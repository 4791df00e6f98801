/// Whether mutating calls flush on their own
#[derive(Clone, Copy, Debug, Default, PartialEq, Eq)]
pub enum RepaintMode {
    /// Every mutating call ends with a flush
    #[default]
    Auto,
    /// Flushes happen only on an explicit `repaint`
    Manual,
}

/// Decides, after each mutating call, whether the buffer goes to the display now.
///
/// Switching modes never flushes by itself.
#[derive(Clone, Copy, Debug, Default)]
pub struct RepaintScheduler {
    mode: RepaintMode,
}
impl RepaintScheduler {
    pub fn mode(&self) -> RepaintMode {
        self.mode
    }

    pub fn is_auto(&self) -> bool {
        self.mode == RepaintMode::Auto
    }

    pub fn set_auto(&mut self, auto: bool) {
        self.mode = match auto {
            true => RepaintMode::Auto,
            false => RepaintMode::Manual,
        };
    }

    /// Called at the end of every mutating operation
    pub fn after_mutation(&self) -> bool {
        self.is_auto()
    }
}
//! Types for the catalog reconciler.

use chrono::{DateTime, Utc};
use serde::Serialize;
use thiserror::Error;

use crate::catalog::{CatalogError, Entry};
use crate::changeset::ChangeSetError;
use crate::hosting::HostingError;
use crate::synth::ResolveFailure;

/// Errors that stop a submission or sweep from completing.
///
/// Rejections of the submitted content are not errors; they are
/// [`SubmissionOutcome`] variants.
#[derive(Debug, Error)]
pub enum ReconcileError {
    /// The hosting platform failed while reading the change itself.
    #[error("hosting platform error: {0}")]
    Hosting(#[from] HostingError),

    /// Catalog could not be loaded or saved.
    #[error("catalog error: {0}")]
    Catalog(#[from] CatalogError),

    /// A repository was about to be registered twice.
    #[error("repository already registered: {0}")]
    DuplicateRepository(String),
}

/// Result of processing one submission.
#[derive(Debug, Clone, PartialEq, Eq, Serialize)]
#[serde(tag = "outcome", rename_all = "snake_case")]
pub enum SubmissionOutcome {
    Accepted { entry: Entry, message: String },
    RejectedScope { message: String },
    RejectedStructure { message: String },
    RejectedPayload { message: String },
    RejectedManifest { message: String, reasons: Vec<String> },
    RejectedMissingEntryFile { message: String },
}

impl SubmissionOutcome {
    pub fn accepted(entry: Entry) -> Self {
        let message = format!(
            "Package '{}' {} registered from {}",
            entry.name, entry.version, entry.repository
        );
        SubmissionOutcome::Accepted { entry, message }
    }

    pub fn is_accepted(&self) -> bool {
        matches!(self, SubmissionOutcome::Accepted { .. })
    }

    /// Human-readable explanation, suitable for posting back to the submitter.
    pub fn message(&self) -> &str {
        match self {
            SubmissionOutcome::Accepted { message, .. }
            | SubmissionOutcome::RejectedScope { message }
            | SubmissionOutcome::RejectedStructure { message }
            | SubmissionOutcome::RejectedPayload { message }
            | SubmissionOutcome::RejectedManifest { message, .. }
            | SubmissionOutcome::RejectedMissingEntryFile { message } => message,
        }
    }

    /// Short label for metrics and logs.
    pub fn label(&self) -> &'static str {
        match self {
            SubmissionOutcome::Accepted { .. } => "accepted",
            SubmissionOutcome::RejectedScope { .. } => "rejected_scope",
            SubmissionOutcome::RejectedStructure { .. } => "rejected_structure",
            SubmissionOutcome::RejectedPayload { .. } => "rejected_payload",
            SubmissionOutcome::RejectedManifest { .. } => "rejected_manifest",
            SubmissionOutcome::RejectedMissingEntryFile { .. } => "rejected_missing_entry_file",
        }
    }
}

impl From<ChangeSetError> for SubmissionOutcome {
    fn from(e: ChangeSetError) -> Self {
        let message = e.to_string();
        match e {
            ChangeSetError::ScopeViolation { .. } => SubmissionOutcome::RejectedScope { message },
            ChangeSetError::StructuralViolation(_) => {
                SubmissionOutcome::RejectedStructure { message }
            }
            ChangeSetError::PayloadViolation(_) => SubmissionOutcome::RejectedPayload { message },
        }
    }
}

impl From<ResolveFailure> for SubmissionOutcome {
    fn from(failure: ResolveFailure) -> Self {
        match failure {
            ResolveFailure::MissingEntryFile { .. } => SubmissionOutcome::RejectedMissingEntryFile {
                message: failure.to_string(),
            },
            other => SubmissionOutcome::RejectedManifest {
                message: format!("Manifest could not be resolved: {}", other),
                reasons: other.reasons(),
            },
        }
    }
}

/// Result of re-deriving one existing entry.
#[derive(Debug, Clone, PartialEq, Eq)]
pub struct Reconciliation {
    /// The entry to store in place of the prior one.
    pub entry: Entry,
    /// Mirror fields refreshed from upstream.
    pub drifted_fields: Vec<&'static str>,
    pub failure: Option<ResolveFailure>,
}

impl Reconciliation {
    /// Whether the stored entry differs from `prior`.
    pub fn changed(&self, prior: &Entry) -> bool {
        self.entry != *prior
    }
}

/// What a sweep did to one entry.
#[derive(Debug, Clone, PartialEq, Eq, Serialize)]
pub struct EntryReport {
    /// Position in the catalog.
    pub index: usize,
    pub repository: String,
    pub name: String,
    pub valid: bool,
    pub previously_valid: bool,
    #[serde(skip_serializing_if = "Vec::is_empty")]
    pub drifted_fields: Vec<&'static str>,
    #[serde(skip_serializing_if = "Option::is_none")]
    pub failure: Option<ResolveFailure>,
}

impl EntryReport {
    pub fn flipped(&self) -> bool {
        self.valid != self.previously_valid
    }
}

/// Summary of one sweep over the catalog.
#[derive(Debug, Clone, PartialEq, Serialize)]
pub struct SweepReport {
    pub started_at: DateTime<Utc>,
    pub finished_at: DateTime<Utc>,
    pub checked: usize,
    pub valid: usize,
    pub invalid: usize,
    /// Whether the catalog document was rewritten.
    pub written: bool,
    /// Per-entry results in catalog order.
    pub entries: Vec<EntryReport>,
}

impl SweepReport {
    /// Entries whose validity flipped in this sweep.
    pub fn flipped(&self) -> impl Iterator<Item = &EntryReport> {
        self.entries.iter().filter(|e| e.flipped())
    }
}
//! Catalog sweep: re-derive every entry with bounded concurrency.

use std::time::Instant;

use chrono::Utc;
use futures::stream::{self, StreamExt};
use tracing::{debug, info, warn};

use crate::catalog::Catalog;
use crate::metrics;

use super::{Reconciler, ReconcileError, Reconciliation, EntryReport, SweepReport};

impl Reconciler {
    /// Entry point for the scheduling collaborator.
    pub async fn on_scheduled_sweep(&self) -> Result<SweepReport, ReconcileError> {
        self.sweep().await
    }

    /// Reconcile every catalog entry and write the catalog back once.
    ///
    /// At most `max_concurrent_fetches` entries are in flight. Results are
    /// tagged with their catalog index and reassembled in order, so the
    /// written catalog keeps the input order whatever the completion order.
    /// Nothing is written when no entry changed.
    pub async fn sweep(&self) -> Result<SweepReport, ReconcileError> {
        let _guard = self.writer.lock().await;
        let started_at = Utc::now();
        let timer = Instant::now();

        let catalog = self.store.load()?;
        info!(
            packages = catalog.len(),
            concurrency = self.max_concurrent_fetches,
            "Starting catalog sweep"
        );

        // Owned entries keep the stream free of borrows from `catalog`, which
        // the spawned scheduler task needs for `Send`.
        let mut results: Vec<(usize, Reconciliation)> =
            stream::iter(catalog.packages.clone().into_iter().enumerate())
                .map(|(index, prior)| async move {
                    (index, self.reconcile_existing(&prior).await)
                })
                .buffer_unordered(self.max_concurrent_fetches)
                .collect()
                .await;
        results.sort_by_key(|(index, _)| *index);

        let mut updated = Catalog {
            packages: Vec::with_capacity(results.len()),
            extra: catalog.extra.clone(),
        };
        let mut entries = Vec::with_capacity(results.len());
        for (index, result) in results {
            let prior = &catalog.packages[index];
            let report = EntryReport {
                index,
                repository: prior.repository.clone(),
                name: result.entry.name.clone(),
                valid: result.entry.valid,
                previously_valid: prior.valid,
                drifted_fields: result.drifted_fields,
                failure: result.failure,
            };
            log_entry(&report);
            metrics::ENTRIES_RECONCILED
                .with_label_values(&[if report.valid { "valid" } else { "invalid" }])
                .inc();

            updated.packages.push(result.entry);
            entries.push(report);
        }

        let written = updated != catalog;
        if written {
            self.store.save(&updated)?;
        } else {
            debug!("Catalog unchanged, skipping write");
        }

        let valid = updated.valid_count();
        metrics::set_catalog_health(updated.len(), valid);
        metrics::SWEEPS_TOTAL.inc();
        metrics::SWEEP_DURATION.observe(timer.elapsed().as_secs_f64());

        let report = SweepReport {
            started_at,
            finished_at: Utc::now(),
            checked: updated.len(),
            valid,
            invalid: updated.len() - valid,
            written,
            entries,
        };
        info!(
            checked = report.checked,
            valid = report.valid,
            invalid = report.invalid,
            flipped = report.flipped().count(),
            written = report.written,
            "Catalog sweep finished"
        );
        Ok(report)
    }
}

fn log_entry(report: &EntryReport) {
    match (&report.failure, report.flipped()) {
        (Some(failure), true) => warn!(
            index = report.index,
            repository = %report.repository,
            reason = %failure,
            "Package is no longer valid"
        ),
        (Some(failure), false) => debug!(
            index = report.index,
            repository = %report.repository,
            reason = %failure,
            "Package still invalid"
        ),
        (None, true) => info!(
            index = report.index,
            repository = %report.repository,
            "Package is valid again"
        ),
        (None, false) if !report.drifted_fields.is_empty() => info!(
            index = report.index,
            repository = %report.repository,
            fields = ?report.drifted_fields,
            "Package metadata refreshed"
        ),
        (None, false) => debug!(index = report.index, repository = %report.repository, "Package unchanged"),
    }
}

- [Work to complete]: Identify the lines in the entries that hold "RepaintScheduler" and return each one.

- [Answer for the task]:
pub struct RepaintScheduler {
impl RepaintScheduler {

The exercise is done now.